This version also adds the ability to generate images directly from the agent: users can use text descriptions or upload reference images to guide the underlying image model to generate content; The generated results are returned as an inline preview and saved to the project's assets/ directory by default, targeting scenarios such as UI prototypes, product assets, and architecture diagrams. The Enterprise Edition also introduces Cursor Blame, which adds AI attribution to the traditional git blame, distinguishes tab autocompletion, agent runs by model, and manual editing, and links each line of code to the corresponding session summary for easy review and traceability.

In addition, the interactive Q&A tool used by Plan and Debug mode has been extended to initiate clarifying questions in any conversation; While waiting for a response, the agent can continue reading the file, modify code, or run commands, and automatically include the next steps when the answer arrives. Improvements and bug fixes are listed in summary form in the changelog, and the details are still subject to the official page.

FAQs

Q: What are the functions of Subagents in Cursor 2.4?

A: Sub-agents are independent agents that can run in parallel, handling different parts of the main task in their own contexts, accelerating complex planning and deep codebase exploration.

Q: Where does Cursor 2.4's image generation save images?

A: Images are returned as an inline preview and saved to the project's assets/ folder by default for direct reference in the UI and product assets.

Q: Which users can use Cursor Blame and what problems can Cursor Blame solve?

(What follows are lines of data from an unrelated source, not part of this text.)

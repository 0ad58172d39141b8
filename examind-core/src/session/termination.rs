//! Stopping rules for CAT sessions
//!
//! Evaluated after every accepted response. Any one satisfied rule
//! ends the session as `Completed`; pool exhaustion is a completion
//! with reduced confidence, not an error.

use std::time::Duration;

use serde::{Deserialize, Serialize};

use super::CatConfig;

/// Why a session reached a terminal state
#[derive(Debug, Clone, PartialEq, Serialize, Deserialize)]
#[serde(tag = "reason", rename_all = "snake_case")]
pub enum TerminationReason {
    /// Administered-item count reached the configured maximum
    MaxItemsReached,
    /// Standard error reached the precision threshold after the
    /// minimum item count
    PrecisionReached,
    /// The pool ran out before any other rule fired; the score carries
    /// reduced confidence
    PoolExhausted,
    /// The wall-clock budget ran out
    TimeBudgetExceeded,
    /// Proctoring escalation force-terminated the session
    ProctorTerminated { summary: String },
    /// Examinee or administrator cancelled the session
    Cancelled,
    /// Result could not be archived after retries
    InfrastructureFailure,
}

impl TerminationReason {
    /// Whether this reason represents a natural completion rather than
    /// an abort
    pub fn is_completion(&self) -> bool {
        matches!(
            self,
            Self::MaxItemsReached
                | Self::PrecisionReached
                | Self::PoolExhausted
                | Self::TimeBudgetExceeded
        )
    }
}

impl std::fmt::Display for TerminationReason {
    fn fmt(&self, f: &mut std::fmt::Formatter<'_>) -> std::fmt::Result {
        match self {
            Self::MaxItemsReached => write!(f, "maximum item count reached"),
            Self::PrecisionReached => write!(f, "precision threshold reached"),
            Self::PoolExhausted => write!(f, "item pool exhausted"),
            Self::TimeBudgetExceeded => write!(f, "time budget exceeded"),
            Self::ProctorTerminated { summary } => {
                write!(f, "terminated by proctoring: {summary}")
            }
            Self::Cancelled => write!(f, "cancelled"),
            Self::InfrastructureFailure => write!(f, "infrastructure failure"),
        }
    }
}

/// The configured stopping rules, detached from session state so they
/// can be tested in isolation
#[derive(Debug, Clone)]
pub struct TerminationPolicy {
    min_items: usize,
    max_items: usize,
    se_threshold: f64,
    time_budget: Duration,
}

impl TerminationPolicy {
    pub fn from_config(config: &CatConfig) -> Self {
        Self {
            min_items: config.min_items,
            max_items: config.max_items,
            se_threshold: config.se_threshold,
            time_budget: Duration::from_secs(config.time_budget_secs),
        }
    }

    /// Evaluate the stopping rules after a response
    ///
    /// Returns the first satisfied rule, or `None` to continue.
    pub fn evaluate(
        &self,
        items_administered: usize,
        standard_error: f64,
        pool_remaining: usize,
        elapsed: Duration,
    ) -> Option<TerminationReason> {
        if items_administered >= self.max_items {
            return Some(TerminationReason::MaxItemsReached);
        }
        if standard_error <= self.se_threshold && items_administered >= self.min_items {
            return Some(TerminationReason::PrecisionReached);
        }
        if pool_remaining == 0 {
            return Some(TerminationReason::PoolExhausted);
        }
        if elapsed >= self.time_budget {
            return Some(TerminationReason::TimeBudgetExceeded);
        }
        None
    }
}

A: Cursor Blame is geared towards Enterprise and enhances git blame with AI attribution, distinguishing between AI and human sources, and linking to session summaries that generate code to assist in code review.

Q: How is the Agent's clarification question different from before?

A: Agents can now ask clarification questions in any conversation and continue to perform parallel read, edit, and command tasks while waiting for a response.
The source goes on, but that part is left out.